Specified professionals, including those engaged in legal, medical, engineering, architectural, accountancy, consultancy, and information technology professions, are required to maintain books of accounts irrespective of their income or receipts, unless they opt for presumptive taxation under Section 44ADA. Non-specified professionals and businesses must maintain books only if their income or receipts exceed defined thresholds. For individuals and HUFs, the limit is ₹2,50,000 in income or ₹25 lakh in gross receipts, while for others, it is ₹1,20,000 or ₹10 lakh, respectively. Businesses covered under presumptive schemes are required to maintain books if they claim profits lower than the deemed income or if they discontinue the presumptive scheme after previously opting for it.

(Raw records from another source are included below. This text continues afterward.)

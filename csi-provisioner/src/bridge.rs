//! JSON-lines bridge to an external controller framework.
//!
//! The framework writes [`Event`]s to the provisioner's stdin, one JSON
//! object per line, and reads the state-store operations the dispatcher
//! performs from stdout:
//!
//! ```text
//! {"op":"save_volume","volume":{...}}
//! {"op":"purge_volume","name":"pvc-6f1d","volume_id":"mem-..."}
//! {"op":"failure","key":"claim:default/data","retryable":false,"error":"..."}
//! ```

use async_trait::async_trait;
use libcsi::VolumeId;
use serde::Serialize;
use tokio::io::{AsyncBufReadExt, AsyncRead, AsyncWrite, AsyncWriteExt, BufReader};
use tokio::sync::{Mutex, mpsc};
use tracing::{debug, warn};

use crate::controller::{Event, MemoryStore, StateStore};
use crate::error::{ReconcileError, StoreError};
use crate::types::{Claim, VolumeDescriptor};

/// Forward events read from `reader` into `events` until EOF or until the
/// receiving side goes away.  Returns the number of events forwarded.
pub async fn forward_events<R>(reader: R, events: mpsc::Sender<Event>) -> std::io::Result<usize>
where
    R: AsyncRead + Unpin,
{
    let mut lines = BufReader::new(reader).lines();
    let mut forwarded = 0;
    let mut line_no = 0usize;

    while let Some(line) = lines.next_line().await? {
        line_no += 1;
        let line = line.trim();
        if line.is_empty() {
            continue;
        }
        let event: Event = match serde_json::from_str(line) {
            Ok(event) => event,
            Err(e) => {
                warn!(line = line_no, error = %e, "skipping malformed event");
                continue;
            }
        };
        debug!(key = %event.key(), "event received");
        if events.send(event).await.is_err() {
            break;
        }
        forwarded += 1;
    }
    Ok(forwarded)
}

#[derive(Serialize)]
#[serde(tag = "op", rename_all = "snake_case")]
enum StoreOp<'a> {
    SaveVolume {
        volume: &'a VolumeDescriptor,
    },
    PurgeVolume {
        name: &'a str,
        volume_id: &'a VolumeId,
    },
    Failure {
        key: &'a str,
        retryable: bool,
        error: String,
    },
}

/// [`StateStore`] that reports every operation as a JSON line on `writer`
/// and remembers bound claims locally.
pub struct JsonLinesStore<W> {
    writer: Mutex<W>,
    local: MemoryStore,
}

impl<W: AsyncWrite + Unpin + Send> JsonLinesStore<W> {
    pub fn new(writer: W) -> Self {
        Self {
            writer: Mutex::new(writer),
            local: MemoryStore::new(),
        }
    }

    async fn emit(&self, op: &StoreOp<'_>) -> Result<(), StoreError> {
        let mut line = serde_json::to_vec(op).map_err(StoreError::new)?;
        line.push(b'\n');
        let mut writer = self.writer.lock().await;
        writer.write_all(&line).await.map_err(StoreError::new)?;
        writer.flush().await.map_err(StoreError::new)
    }

    /// Consume the store and return the writer.
    pub fn into_inner(self) -> W {
        self.writer.into_inner()
    }
}

#[async_trait]
impl<W: AsyncWrite + Unpin + Send> StateStore for JsonLinesStore<W> {
    async fn is_bound(&self, claim: &Claim) -> Result<bool, StoreError> {
        self.local.is_bound(claim).await
    }

    async fn save_volume(&self, volume: &VolumeDescriptor) -> Result<(), StoreError> {
        self.emit(&StoreOp::SaveVolume { volume }).await?;
        self.local.save_volume(volume).await
    }

    async fn purge_volume(&self, volume: &VolumeDescriptor) -> Result<(), StoreError> {
        self.emit(&StoreOp::PurgeVolume {
            name: &volume.name,
            volume_id: &volume.volume_id,
        })
        .await?;
        self.local.purge_volume(volume).await
    }

    async fn record_failure(&self, key: &str, error: &ReconcileError) -> Result<(), StoreError> {
        self.emit(&StoreOp::Failure {
            key,
            retryable: error.is_retryable(),
            error: error.to_string(),
        })
        .await
    }
}

#[cfg(test)]
mod tests {
    use std::collections::HashMap;

    use libcsi::AccessMode;

    use super::*;
    use crate::types::{ClaimRef, ReclaimPolicy};

    fn volume() -> VolumeDescriptor {
        VolumeDescriptor {
            name: "pvc-6f1d".into(),
            volume_id: "mem-1".into(),
            capacity_bytes: 1 << 30,
            access_modes: vec![AccessMode::ReadWriteOnce],
            provisioner_identity: "1-2-k8s.io/default".into(),
            attributes: HashMap::new(),
            accessible_topology: Vec::new(),
            reclaim_policy: ReclaimPolicy::Delete,
            storage_class: "fast".into(),
            claim_ref: ClaimRef {
                namespace: "default".into(),
                name: "data".into(),
                uid: "6f1d".into(),
            },
        }
    }

    #[tokio::test]
    async fn forwards_events_and_skips_garbage() {
        let input = br#"{"type":"claim_added","claim":{"uid":"6f1d","namespace":"default","name":"data","provisioner":"k8s.io/default","capacity":"1Gi","access_modes":["ReadWriteOnce"]}}

not json
{"type":"volume_released","volume":{"name":"pvc-6f1d","volume_id":"mem-1","capacity_bytes":1073741824,"access_modes":["ReadWriteOnce"],"provisioner_identity":"1-2-k8s.io/default","claim_ref":{"namespace":"default","name":"data","uid":"6f1d"}}}
"#;
        let (tx, mut rx) = mpsc::channel(8);
        let forwarded = forward_events(&input[..], tx).await.unwrap();
        assert_eq!(forwarded, 2);

        match rx.recv().await.unwrap() {
            Event::ClaimAdded { claim } => assert_eq!(claim.capacity_bytes, 1 << 30),
            other => panic!("unexpected event {other:?}"),
        }
        match rx.recv().await.unwrap() {
            Event::VolumeReleased { volume } => assert_eq!(volume.name, "pvc-6f1d"),
            other => panic!("unexpected event {other:?}"),
        }
        assert!(rx.recv().await.is_none());
    }

    #[tokio::test]
    async fn fractional_capacity_is_forwarded() {
        let input = br#"{"type":"claim_added","claim":{"uid":"7a2e","namespace":"default","name":"logs","provisioner":"k8s.io/default","capacity":"1.5Gi","access_modes":["ReadWriteOnce"]}}
"#;
        let (tx, mut rx) = mpsc::channel(8);
        assert_eq!(forward_events(&input[..], tx).await.unwrap(), 1);

        match rx.recv().await.unwrap() {
            Event::ClaimAdded { claim } => assert_eq!(claim.capacity_bytes, 3 << 29),
            other => panic!("unexpected event {other:?}"),
        }
    }

    #[tokio::test]
    async fn store_operations_become_json_lines() {
        let store = JsonLinesStore::new(Vec::new());
        let volume = volume();
        store.save_volume(&volume).await.unwrap();
        store.purge_volume(&volume).await.unwrap();
        store
            .record_failure(
                "claim:default/data",
                &ReconcileError::InvalidClaim {
                    claim: "default/data".into(),
                    reason: "no access modes requested".into(),
                },
            )
            .await
            .unwrap();

        let out = String::from_utf8(store.into_inner()).unwrap();
        let lines: Vec<serde_json::Value> = out
            .lines()
            .map(|l| serde_json::from_str(l).unwrap())
            .collect();
        assert_eq!(lines.len(), 3);
        assert_eq!(lines[0]["op"], "save_volume");
        assert_eq!(lines[0]["volume"]["volume_id"], "mem-1");
        assert_eq!(lines[1]["op"], "purge_volume");
        assert_eq!(lines[1]["name"], "pvc-6f1d");
        assert_eq!(lines[2]["op"], "failure");
        assert_eq!(lines[2]["retryable"], false);
        assert_eq!(
            lines[2]["error"],
            "claim default/data is invalid: no access modes requested"
        );
    }

    #[tokio::test]
    async fn bound_claims_are_tracked() {
        let store = JsonLinesStore::new(Vec::new());
        let volume = volume();
        let claim: Claim = serde_json::from_value(serde_json::json!({
            "uid": "6f1d",
            "namespace": "default",
            "name": "data",
            "provisioner": "k8s.io/default",
            "capacity": 1024,
        }))
        .unwrap();

        assert!(!store.is_bound(&claim).await.unwrap());
        store.save_volume(&volume).await.unwrap();
        assert!(store.is_bound(&claim).await.unwrap());
        store.purge_volume(&volume).await.unwrap();
        assert!(!store.is_bound(&claim).await.unwrap());
    }
}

Rule 2F of the Income-tax Rules prescribes the format and types of books to be maintained, including cash books, journals, ledgers, and copies of bills and receipts. Medical professionals are additionally required to maintain a daily case register in Form 3C and an inventory of medicines and consumables. These records must enable the Assessing Officer to compute the taxable income accurately. Books of account are to be maintained at the principal place of business or profession, or at each location where separate accounts are kept. The records must be preserved for at least six years from the end of the relevant assessment year. If an assessment is reopened under Section 147, the records must be maintained until the reassessment is completed.

Non-compliance with Section 44AA attracts a penalty under Section 271A of ₹25,000 for failure to maintain or retain the required books and documents. The maintenance of proper books is, therefore, a critical compliance obligation for all taxpayers whose income or turnover exceeds prescribed thresholds, ensuring transparency, audit readiness, and adherence to tax laws.

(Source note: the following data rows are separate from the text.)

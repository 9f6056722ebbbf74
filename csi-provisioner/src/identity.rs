//! Provisioner identity.
//!
//! Every process generates one [`Identity`] at startup and stamps it on the
//! volumes it creates.  The tag is advisory: it tells a later deletion which
//! provisioner made the volume, it never serializes access to anything.

use std::fmt;
use std::time::{SystemTime, UNIX_EPOCH};

use rand::Rng;
use serde::{Deserialize, Serialize};

/// Exclusive upper bound of the random component.
const RANDOM_RANGE: u32 = 10_000;

/// Immutable, process-unique provisioner identity of the form
/// `<unix-millis>-<random>-<provisioner name>`.
#[derive(Debug, Clone, PartialEq, Eq, Hash, Serialize, Deserialize)]
#[serde(transparent)]
pub struct Identity(String);

impl Identity {
    /// Generate a fresh identity for the provisioner called `provisioner_name`.
    pub fn generate(provisioner_name: &str) -> Self {
        let millis = SystemTime::now()
            .duration_since(UNIX_EPOCH)
            .map(|d| d.as_millis())
            .unwrap_or_default();
        let suffix = rand::rng().random_range(0..RANDOM_RANGE);
        Self(format!("{millis}-{suffix}-{provisioner_name}"))
    }

    pub fn as_str(&self) -> &str {
        &self.0
    }

    /// Provisioner name embedded in an identity tag, or `None` when the tag
    /// is not of the generated form.
    ///
    /// Works on any tag string so that tags written by other processes can
    /// be inspected.
    pub fn provisioner_name_of(tag: &str) -> Option<&str> {
        let mut parts = tag.splitn(3, '-');
        let millis = parts.next()?;
        let suffix = parts.next()?;
        let name = parts.next()?;
        let numeric = |s: &str| !s.is_empty() && s.bytes().all(|b| b.is_ascii_digit());
        (numeric(millis) && numeric(suffix) && !name.is_empty()).then_some(name)
    }

    /// Provisioner name this identity was generated for.
    pub fn provisioner_name(&self) -> &str {
        Self::provisioner_name_of(&self.0).unwrap_or_default()
    }
}

impl fmt::Display for Identity {
    fn fmt(&self, f: &mut fmt::Formatter<'_>) -> fmt::Result {
        f.write_str(&self.0)
    }
}

impl AsRef<str> for Identity {
    fn as_ref(&self) -> &str {
        &self.0
    }
}

#[cfg(test)]
mod tests {
    use std::collections::HashSet;

    use super::*;

    #[test]
    fn format_carries_provisioner_name() {
        let id = Identity::generate("k8s.io/default");
        let parts: Vec<&str> = id.as_str().splitn(3, '-').collect();
        assert_eq!(parts.len(), 3);
        assert!(parts[0].parse::<u128>().unwrap() > 0);
        assert!(parts[1].parse::<u32>().unwrap() < RANDOM_RANGE);
        assert_eq!(parts[2], "k8s.io/default");
        assert_eq!(id.provisioner_name(), "k8s.io/default");
    }

    #[test]
    fn provisioner_name_may_contain_dashes() {
        let id = Identity::generate("csi-memory-driver");
        assert_eq!(id.provisioner_name(), "csi-memory-driver");
    }

    #[test]
    fn foreign_tags() {
        assert_eq!(
            Identity::provisioner_name_of("1712345678901-42-other.io/foo"),
            Some("other.io/foo")
        );
        assert_eq!(Identity::provisioner_name_of("hand-written"), None);
        assert_eq!(Identity::provisioner_name_of("123-45-"), None);
        assert_eq!(Identity::provisioner_name_of(""), None);
    }

    #[test]
    fn identities_generated_back_to_back_differ() {
        // Pairs are generated within the same millisecond almost always, so
        // only the random component separates them: a collision per pair has
        // probability 1/10000.
        const PAIRS: usize = 2_000;
        let collisions = (0..PAIRS)
            .filter(|_| Identity::generate("p") == Identity::generate("p"))
            .count();
        assert!(collisions <= 5, "{collisions} collisions in {PAIRS} pairs");

        let distinct: HashSet<Identity> = (0..100).map(|_| Identity::generate("p")).collect();
        assert!(distinct.len() >= 95);
    }
}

Maintenance of Books of Accounts

Introduction

Section 44AA of the Income-tax Act mandates the maintenance of books of account by certain persons engaged in specified professions and businesses. It provides for the preparation and maintenance of books of account by a person if his income or gross turnover or receipts, as the case may be, exceeds the prescribed threshold limit.

Who is required to maintain books of accounts?

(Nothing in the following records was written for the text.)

//! Keyed work queue with single-flight semantics.
//!
//! A key sits in the ready channel at most once and is never handed to two
//! workers at the same time.  Events that arrive for a key while it is being
//! processed replace the pending event and are picked up once the current
//! attempt finishes.

use std::collections::HashMap;
use std::sync::Mutex;

use tokio::sync::mpsc;

use super::Event;

/// One unit of work handed to a worker.
#[derive(Debug, Clone)]
pub(crate) struct WorkItem {
    pub key: String,
    pub event: Event,
    /// Consecutive retryable failures of this key so far.
    pub failures: u32,
}

#[derive(Debug)]
struct Entry {
    event: Event,
    failures: u32,
    /// The key is in the ready channel.
    queued: bool,
    /// A worker owns the key.
    processing: bool,
    /// A newer event arrived while processing.
    dirty: bool,
}

pub(crate) struct WorkQueue {
    entries: Mutex<HashMap<String, Entry>>,
    ready_tx: mpsc::UnboundedSender<String>,
    ready_rx: tokio::sync::Mutex<mpsc::UnboundedReceiver<String>>,
}

impl WorkQueue {
    pub fn new() -> Self {
        let (ready_tx, ready_rx) = mpsc::unbounded_channel();
        Self {
            entries: Mutex::new(HashMap::new()),
            ready_tx,
            ready_rx: tokio::sync::Mutex::new(ready_rx),
        }
    }

    fn entries(&self) -> std::sync::MutexGuard<'_, HashMap<String, Entry>> {
        self.entries.lock().unwrap_or_else(|p| p.into_inner())
    }

    fn push(&self, key: String) {
        // The receiver lives as long as the queue.
        let _ = self.ready_tx.send(key);
    }

    /// Add `event`, replacing any pending event for the same key.  A fresh
    /// event resets the failure count.
    pub fn add(&self, event: Event) {
        let key = event.key();
        let mut entries = self.entries();
        match entries.get_mut(&key) {
            Some(entry) => {
                entry.event = event;
                entry.failures = 0;
                if entry.processing {
                    entry.dirty = true;
                } else if !entry.queued {
                    entry.queued = true;
                    drop(entries);
                    self.push(key);
                }
            }
            None => {
                entries.insert(
                    key.clone(),
                    Entry {
                        event,
                        failures: 0,
                        queued: true,
                        processing: false,
                        dirty: false,
                    },
                );
                drop(entries);
                self.push(key);
            }
        }
    }

    /// Wait for the next key and claim it for the caller.
    pub async fn next(&self) -> Option<WorkItem> {
        loop {
            let key = self.ready_rx.lock().await.recv().await?;
            let mut entries = self.entries();
            if let Some(entry) = entries.get_mut(&key)
                && entry.queued
                && !entry.processing
            {
                entry.queued = false;
                entry.processing = true;
                entry.dirty = false;
                return Some(WorkItem {
                    key,
                    event: entry.event.clone(),
                    failures: entry.failures,
                });
            }
        }
    }

    /// Release `key` after processing.  The key is forgotten unless a newer
    /// event arrived meanwhile, in which case it is queued again.
    pub fn done(&self, key: &str) {
        let mut entries = self.entries();
        let Some(entry) = entries.get_mut(key) else {
            return;
        };
        entry.processing = false;
        if entry.dirty {
            entry.dirty = false;
            entry.queued = true;
            drop(entries);
            self.push(key.to_owned());
        } else {
            entries.remove(key);
        }
    }

    /// Release `key` after a retryable failure.
    ///
    /// Returns `true` when the caller should schedule a [`requeue`]
    /// after backing off, `false` when a newer event already put the key
    /// back in the queue.
    ///
    /// [`requeue`]: Self::requeue
    pub fn backoff(&self, key: &str) -> bool {
        let mut entries = self.entries();
        let Some(entry) = entries.get_mut(key) else {
            return false;
        };
        entry.processing = false;
        if entry.dirty {
            entry.dirty = false;
            entry.queued = true;
            drop(entries);
            self.push(key.to_owned());
            false
        } else {
            entry.failures += 1;
            true
        }
    }

    /// Queue `key` again once its backoff has elapsed.
    pub fn requeue(&self, key: &str) {
        let mut entries = self.entries();
        let Some(entry) = entries.get_mut(key) else {
            return;
        };
        if entry.processing {
            entry.dirty = true;
        } else if !entry.queued {
            entry.queued = true;
            drop(entries);
            self.push(key.to_owned());
        }
    }

    /// Number of keys currently tracked (queued, processing or backing off).
    pub fn len(&self) -> usize {
        self.entries().len()
    }
}

#[cfg(test)]
mod tests {
    use std::collections::HashMap;
    use std::time::Duration;

    use libcsi::AccessMode;

    use super::*;
    use crate::types::{Claim, ReclaimPolicy};

    fn claim_event(name: &str, capacity_bytes: u64) -> Event {
        Event::ClaimAdded {
            claim: Claim {
                uid: format!("uid-{name}"),
                namespace: "default".into(),
                name: name.into(),
                provisioner: "k8s.io/default".into(),
                storage_class: String::new(),
                capacity_bytes,
                access_modes: vec![AccessMode::ReadWriteOnce],
                parameters: HashMap::new(),
                selected_node: None,
                reclaim_policy: ReclaimPolicy::Delete,
            },
        }
    }

    fn capacity(item: &WorkItem) -> u64 {
        match &item.event {
            Event::ClaimAdded { claim } => claim.capacity_bytes,
            Event::VolumeReleased { .. } => unreachable!(),
        }
    }

    async fn next_now(queue: &WorkQueue) -> Option<WorkItem> {
        tokio::time::timeout(Duration::from_millis(50), queue.next())
            .await
            .ok()
            .flatten()
    }

    #[tokio::test]
    async fn duplicate_adds_collapse() {
        let queue = WorkQueue::new();
        queue.add(claim_event("a", 1));
        queue.add(claim_event("a", 2));

        let item = next_now(&queue).await.unwrap();
        assert_eq!(capacity(&item), 2);
        assert!(next_now(&queue).await.is_none());
    }

    #[tokio::test]
    async fn key_is_not_handed_out_while_processing() {
        let queue = WorkQueue::new();
        queue.add(claim_event("a", 1));
        let item = next_now(&queue).await.unwrap();

        queue.add(claim_event("a", 2));
        assert!(next_now(&queue).await.is_none());

        queue.done(&item.key);
        let item = next_now(&queue).await.unwrap();
        assert_eq!(capacity(&item), 2);
        queue.done(&item.key);
        assert_eq!(queue.len(), 0);
    }

    #[tokio::test]
    async fn backoff_counts_failures_until_requeued() {
        let queue = WorkQueue::new();
        queue.add(claim_event("a", 1));

        let item = next_now(&queue).await.unwrap();
        assert_eq!(item.failures, 0);
        assert!(queue.backoff(&item.key));
        assert!(next_now(&queue).await.is_none());
        assert_eq!(queue.len(), 1);

        queue.requeue(&item.key);
        let item = next_now(&queue).await.unwrap();
        assert_eq!(item.failures, 1);
    }

    #[tokio::test]
    async fn newer_event_during_processing_skips_backoff() {
        let queue = WorkQueue::new();
        queue.add(claim_event("a", 1));
        let item = next_now(&queue).await.unwrap();

        queue.add(claim_event("a", 2));
        assert!(!queue.backoff(&item.key));

        let item = next_now(&queue).await.unwrap();
        assert_eq!(capacity(&item), 2);
        assert_eq!(item.failures, 0);
    }

    #[tokio::test]
    async fn different_keys_are_independent() {
        let queue = WorkQueue::new();
        queue.add(claim_event("a", 1));
        queue.add(claim_event("b", 1));

        let first = next_now(&queue).await.unwrap();
        let second = next_now(&queue).await.unwrap();
        assert_ne!(first.key, second.key);
    }
}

An assessee is required to maintain books of accounts if their income or gross turnover/receipts during the specified period exceeds the prescribed threshold limit specified in the income tax laws. Section 44AA specified the threshold limit as per the nature of business or profession which is given below:

(a) Specified Professions

(b) Non-Specified Professions

(c) Business eligible for presumptive taxation scheme under Section 44AD, 44AE, 44BB, or 44BBB

(d) Other Business

Specified Professions

Specified professionals are required to maintain their books of accounts irrespective of their gross receipts and income except where a presumptive taxation scheme under Section 44ADA is opted.

Specified professionals include any person engaged in Legal, Medical, Engineering, Architectural, Technical Consultancy, Interior decoration, Film artist, Authorized Representative, Accountancy Profession, Company secretary, or Information Technology.

Comprehensive Guide to Maintenance of Books of Accounts

Non-Specified Professions

Non-specified professionals are required to maintain books of account if the income from their profession or gross receipts of such profession exceeds the threshold given below:

a) For individual or HUF: if the income from such profession exceeds Rs. 2,50,000 or Gross receipts exceeds Rs. 25 lakhs, in any of the 3 years immediately preceding the previous year.

b) For others: if the income from such profession exceeds Rs. 1,20,000 or Gross receipts exceed Rs. 10 lakhs, in any of the 3 years immediately preceding the previous year.

Business eligible for presumptive taxation scheme under Section 44AD, 44AE, 44BB, or 44BBB

A Business entity opting for presumptive tax scheme under section 44AD, 44AE, 44BB, or 44BBB is required to maintain books of account in accordance with following norms:

a) Businesses eligible for presumptive tax scheme under section 44AD

  • For resident individuals or HUFs – if the income of the assessee exceeds the maximum exemption limit and he has opted for the presumptive scheme in any of the last 5 previous years but does not opt for the same in the current year.
  • For resident partnership firm – The taxpayer has opted for the scheme in any of the last 5 previous years but does not opt for the same in the current year.

b) Businesses eligible for presumptive tax scheme under Section 44AE – if the taxpayer (engaged in plying, hiring, or leasing goods carriage) claims that the profits are lower than the deemed profits.

c) Businesses eligible for Presumptive Tax Scheme under Section 44BB – if the taxpayer (non-resident assessee engaged in the exploration of mineral oil) claims that the profits are lower than the deemed profits.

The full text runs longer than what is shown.